The Core Principles of Agroecology
How many ways can you introduce and define Agroecology? We tried a couple of ways for the first pair of posts in the ‘What is Agroecology?’ blog series. As we get deeper into the discussion and debate of the discipline, we will find that there are many other ways to describe and think about the fundamental framework and concepts of agroecology. This post is a first leap from the most basic and universal introduction of agroecology to begin identifying its foundational principles of systems, production, biodiversity, and resilience. Here, we focus on the first of agroecology’s core principles, systems.
- the framing of agriculture as an ecological system.
- interacting parts of a dynamic and complex system.
- diffuse boundaries among systems in nested scales.
- human-mediated, self-regulating and provisioning systems.
Thinking About Systems
To an agroecologist, everything can be understood as a system. Each system is made up of dynamic parts that interact at various levels and scales. We describe the focus of our systems perspective as an agroecosystem. Agroecosystems are defined by environmental characteristics, species assemblage, and complex abiotic and biotic interactions of farming systems. The environmental characteristics and species assemblage (i.e., plants, animals, microbes, people) are the parts of the system. These parts must be clearly identified if you are to effectively manage the system because it is the dynamic interaction of these parts that is manipulated. In order to thoughtfully manage and evaluate your agroecosystem you must clearly define its boundary and scale.
An easy trap for farmers is to view their farm as a solitary entity with boundaries defined by their fence line. The sole purpose of the land inside this farm boundary is to maximize production. This is a narrow view of farms that diminishes the importance of surrounding areas and broader ecosystem functioning. In agroecology, farms are systems with diffuse boundaries that can be defined at multiple scales. The scale at which the agroecosystems operates determines the appropriate boundary.
A focus on one specific crop plant is the organism scale. The growth of crop plants in a group reflects a population scale perspective, while the interaction of the crop and other plant species (i.e., weeds and companions) is the community scale. Consideration of environmental characteristics, such as water availability to that crop and the effect of water movement through the farm on crop growth and potential erosion, is the ecosystem scale. The management, production, and distribution, of farm products and economies is the food system scale.

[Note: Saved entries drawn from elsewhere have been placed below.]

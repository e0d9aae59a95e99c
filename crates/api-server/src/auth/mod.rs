//! User registry and session auth for the marketplace API.

mod store;

pub use store::{AuthClaims, AuthError, AuthSession, AuthStore};

use axum::http::{header, HeaderMap};

/// Pull the bearer token out of the Authorization header.
pub fn bearer_token(headers: &HeaderMap) -> Result<&str, AuthError> {
    headers
        .get(header::AUTHORIZATION)
        .and_then(|value| value.to_str().ok())
        .and_then(|value| value.strip_prefix("Bearer "))
        .ok_or_else(|| AuthError::AuthenticationRequired("Missing bearer token".to_string()))
}

/// Resolve the session behind a request, or fail with 401 material.
pub async fn resolve_session(
    store: &AuthStore,
    headers: &HeaderMap,
) -> Result<AuthSession, AuthError> {
    let token = bearer_token(headers)?;
    store.authorize_bearer(token).await
}
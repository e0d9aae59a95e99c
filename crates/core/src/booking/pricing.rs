//! Nightly pricing calculator
//!
//! Price is per room per night, independent of guest count up to the room's
//! capacity. Previews of a degenerate range quote a single night; actually
//! booking such a range is rejected upstream with InvalidDateRange.

use serde::Serialize;
use uuid::Uuid;

use crate::hotel::RoomType;

use super::model::StayRange;

/// A computed price for one room over one stay.
#[derive(Debug, Clone, Serialize)]
#[serde(rename_all = "camelCase")]
pub struct PriceQuote {
    pub room_id: Uuid,
    pub nights: u32,
    pub price_per_night: f64,
    pub total: f64,
}

/// Nights to charge for a quote: at least one, even for a same-day or
/// inverted range.
pub fn nights_for_quote(stay: &StayRange) -> u32 {
    stay.nights().max(1) as u32
}

/// Quote `room` for `stay`: `nights * price`.
pub fn quote(room: &RoomType, stay: &StayRange) -> PriceQuote {
    let nights = nights_for_quote(stay);
    PriceQuote {
        room_id: room.id,
        nights,
        price_per_night: room.price,
        total: nights as f64 * room.price,
    }
}

#[cfg(test)]
mod tests {
    use chrono::NaiveDate;

    use super::*;

    fn date(d: u32) -> NaiveDate {
        NaiveDate::from_ymd_opt(2025, 3, d).unwrap()
    }

    #[test]
    fn test_price_is_nights_times_rate() {
        let room = RoomType::new("Standard", 100.0, 2, 1);
        for n in 1..=7u32 {
            let stay = StayRange::new(date(1), date(1 + n));
            let result = quote(&room, &stay);
            assert_eq!(result.nights, n);
            assert_eq!(result.total, n as f64 * 100.0);
        }
    }

    #[test]
    fn test_guest_count_never_multiplies_price() {
        // The quote is a function of room and stay only; there is no guest
        // parameter to multiply by.
        let room = RoomType::new("Family", 80.0, 6, 1);
        let stay = StayRange::new(date(1), date(3));
        assert_eq!(quote(&room, &stay).total, 160.0);
    }

    #[test]
    fn test_degenerate_range_quotes_one_night() {
        let room = RoomType::new("Standard", 100.0, 2, 1);
        let same_day = StayRange::new(date(5), date(5));
        let inverted = StayRange::new(date(5), date(2));

        assert_eq!(quote(&room, &same_day).total, 100.0);
        assert_eq!(quote(&room, &inverted).nights, 1);
    }
}
//! Marketplace module
//!
//! The repository interface over hotels and bookings, and its file-backed
//! implementation.

mod file_store;
mod repository;

pub use file_store::FileMarketStore;
pub use repository::MarketplaceRepository;
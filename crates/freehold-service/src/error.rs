//! Service error type.

use thiserror::Error;

/// An error returned by a [`PropertyService`](crate::PropertyService)
/// operation.
///
/// Absence of a looked-up entity is expressed as `None` by the operations
/// themselves; an `Error` always means the storage collaborator failed.
/// Storage failures are propagated unchanged — no retry.
#[derive(Debug, Error)]
pub enum Error {
  #[error("store error: {0}")]
  Store(#[source] Box<dyn std::error::Error + Send + Sync>),
}

impl Error {
  pub(crate) fn store<E>(err: E) -> Self
  where
    E: std::error::Error + Send + Sync + 'static,
  {
    Self::Store(Box::new(err))
  }
}

pub type Result<T, E = Error> = std::result::Result<T, E>;
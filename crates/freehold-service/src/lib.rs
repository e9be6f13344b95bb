//! Service layer over any [`PropertyStore`].
//!
//! [`PropertyService`] exposes the lookup and reporting operations as plain
//! value-in/value-out calls: properties by postcode, transaction by id, the
//! property owning a transaction, per-sector/per-year transaction counts,
//! and the highest-increase ranking. Ingestion of raw price-paid records
//! lives in [`ingest`].

pub mod error;
pub mod ingest;

use freehold_core::{
  aggregate::{self, SectorIncrease, SectorYearCounts},
  property::Property,
  store::PropertyStore,
  transaction::Transaction,
};

pub use error::{Error, Result};

/// How many sectors the highest-increase ranking returns.
const TOP_RANKED_SECTORS: usize = 5;

/// The lookup and reporting surface over a property store.
///
/// Every operation is one bounded, single-pass read (or an idempotent
/// ingest); the ranking works from one counts snapshot per call, never
/// recomputed per year.
#[derive(Debug, Clone)]
pub struct PropertyService<S> {
  store: S,
}

impl<S: PropertyStore> PropertyService<S> {
  pub fn new(store: S) -> Self { Self { store } }

  /// Borrow the underlying store.
  pub fn store(&self) -> &S { &self.store }

  // ── Lookups ───────────────────────────────────────────────────────────

  /// All live properties whose full postcode matches `postcode` exactly.
  pub async fn properties_by_postcode(
    &self,
    postcode: &str,
  ) -> Result<Vec<Property>> {
    self
      .store
      .properties_by_postcode(postcode)
      .await
      .map_err(Error::store)
  }

  /// The transaction with `transaction_id`, or `None` when unknown.
  pub async fn transaction(
    &self,
    transaction_id: &str,
  ) -> Result<Option<Transaction>> {
    self
      .store
      .get_transaction(transaction_id)
      .await
      .map_err(Error::store)
  }

  /// The property the transaction belongs to.
  ///
  /// `None` both when the transaction is unknown and when its property id
  /// dangles — absence, never an error.
  pub async fn property_for_transaction(
    &self,
    transaction_id: &str,
  ) -> Result<Option<Property>> {
    let transaction = self
      .store
      .get_transaction(transaction_id)
      .await
      .map_err(Error::store)?;
    let Some(transaction) = transaction else {
      return Ok(None);
    };
    self
      .store
      .get_property(&transaction.property_id)
      .await
      .map_err(Error::store)
  }

  // ── Reporting ─────────────────────────────────────────────────────────

  /// Live transaction counts per postcode sector per year.
  pub async fn transaction_counts_by_sector_and_year(
    &self,
  ) -> Result<SectorYearCounts> {
    self
      .store
      .transaction_counts_by_sector_and_year()
      .await
      .map_err(Error::store)
  }

  /// The five sectors with the largest cumulative year-over-year increase
  /// in transaction count across `years`.
  ///
  /// Years may arrive in any order and may repeat; years with no data are
  /// skipped. An empty `years` slice yields an empty ranking rather than
  /// an error.
  pub async fn highest_increase_postcodes(
    &self,
    years: &[String],
  ) -> Result<Vec<SectorIncrease>> {
    let counts = self
      .store
      .transaction_counts_by_sector_and_year()
      .await
      .map_err(Error::store)?;
    let ranked =
      aggregate::highest_increase(&counts, years, TOP_RANKED_SECTORS);
    tracing::debug!(
      years = years.len(),
      sectors = ranked.len(),
      "ranked sectors by cumulative increase"
    );
    Ok(ranked)
  }
}
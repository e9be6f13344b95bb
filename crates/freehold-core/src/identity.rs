//! Property identity derivation.
//!
//! A property appears once per transaction in the price-paid data and
//! carries no identifier of its own. Identity is derived from the
//! (PAON, SAON, postcode) triple: the fields are serialised into a canonical
//! string and content-hashed, so repeated observations of the same physical
//! property collapse to one id regardless of which transaction carried them.

use serde::{Deserialize, Serialize};
use sha2::{Digest, Sha256};

/// Separator between key fields in the canonical string.
const SEPARATOR: &str = "-|-";

/// Literal token serialised for an absent field. Fields are never omitted
/// from the canonical string, so `(A, "", B)` and `(A, B, "")` cannot
/// collide.
const NULL_MARKER: &str = "<null>";

// ─── Key ─────────────────────────────────────────────────────────────────────

/// The address fields that determine a property's identity.
///
/// The descriptive fields (street, locality, town/city, district, country)
/// are not part of the key: they vary across observations of the same
/// property and would fragment identity.
#[derive(Debug, Clone, Default, PartialEq, Eq, Serialize, Deserialize)]
pub struct AddressKey {
  pub paon:     Option<String>,
  pub saon:     Option<String>,
  pub postcode: Option<String>,
}

impl AddressKey {
  /// The canonical string form: the three key fields joined with
  /// [`SEPARATOR`], absent fields replaced by [`NULL_MARKER`].
  fn canonical(&self) -> String {
    fn part(field: &Option<String>) -> &str {
      field.as_deref().unwrap_or(NULL_MARKER)
    }
    [part(&self.paon), part(&self.saon), part(&self.postcode)]
      .join(SEPARATOR)
  }

  /// Derive the unique property id for this key: SHA-256 over the canonical
  /// string, truncated to 128 bits, lowercase hex (32 chars).
  ///
  /// Total and deterministic: identical triples always produce identical
  /// ids, independent of call order, and missing fields never fail.
  pub fn derive_id(&self) -> String {
    let digest = Sha256::digest(self.canonical().as_bytes());
    hex::encode(&digest[..16])
  }
}

/// Resolve a property id: an explicit non-empty id wins over the derived
/// one. Seed and fixture data carry fixed ids; everything else derives.
pub fn resolve_id(explicit: Option<&str>, key: &AddressKey) -> String {
  match explicit {
    Some(id) if !id.is_empty() => id.to_owned(),
    _ => key.derive_id(),
  }
}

Closing the Loop for Sustainability
Agroecosystems are perpetually interacting across boundaries and scales as nutrients, pests, and food moves on and off of farms. Yet, the unrestrained globalization of the food system has resulted in growing social inequality and shattered the self-regulating and provisioning services that define a healthy agroecosystem. Socially, globalized food systems have displaced local farmers and disrupted their access to land and food. The environmental result of this open system is a heavy reliance on external sources of energy and nutrients and a constant barrage of pests and diseases. Healthy agroecosystems constrain the materials and energy cycling within a closed system, which regulates the incidence of pests and diseases and provide the necessary elements for the production of food. Moving your farm towards sustainability requires a commitment to progress towards a closed-system dynamic and healthy agroecosystem functioning.
Can you define your agroecosystem by its functional boundaries? Who/what are the key players? How do they interact?
What can you do to improve sustainability of your management practices and advance your agroecosystem towards a healthy-functioning closed system?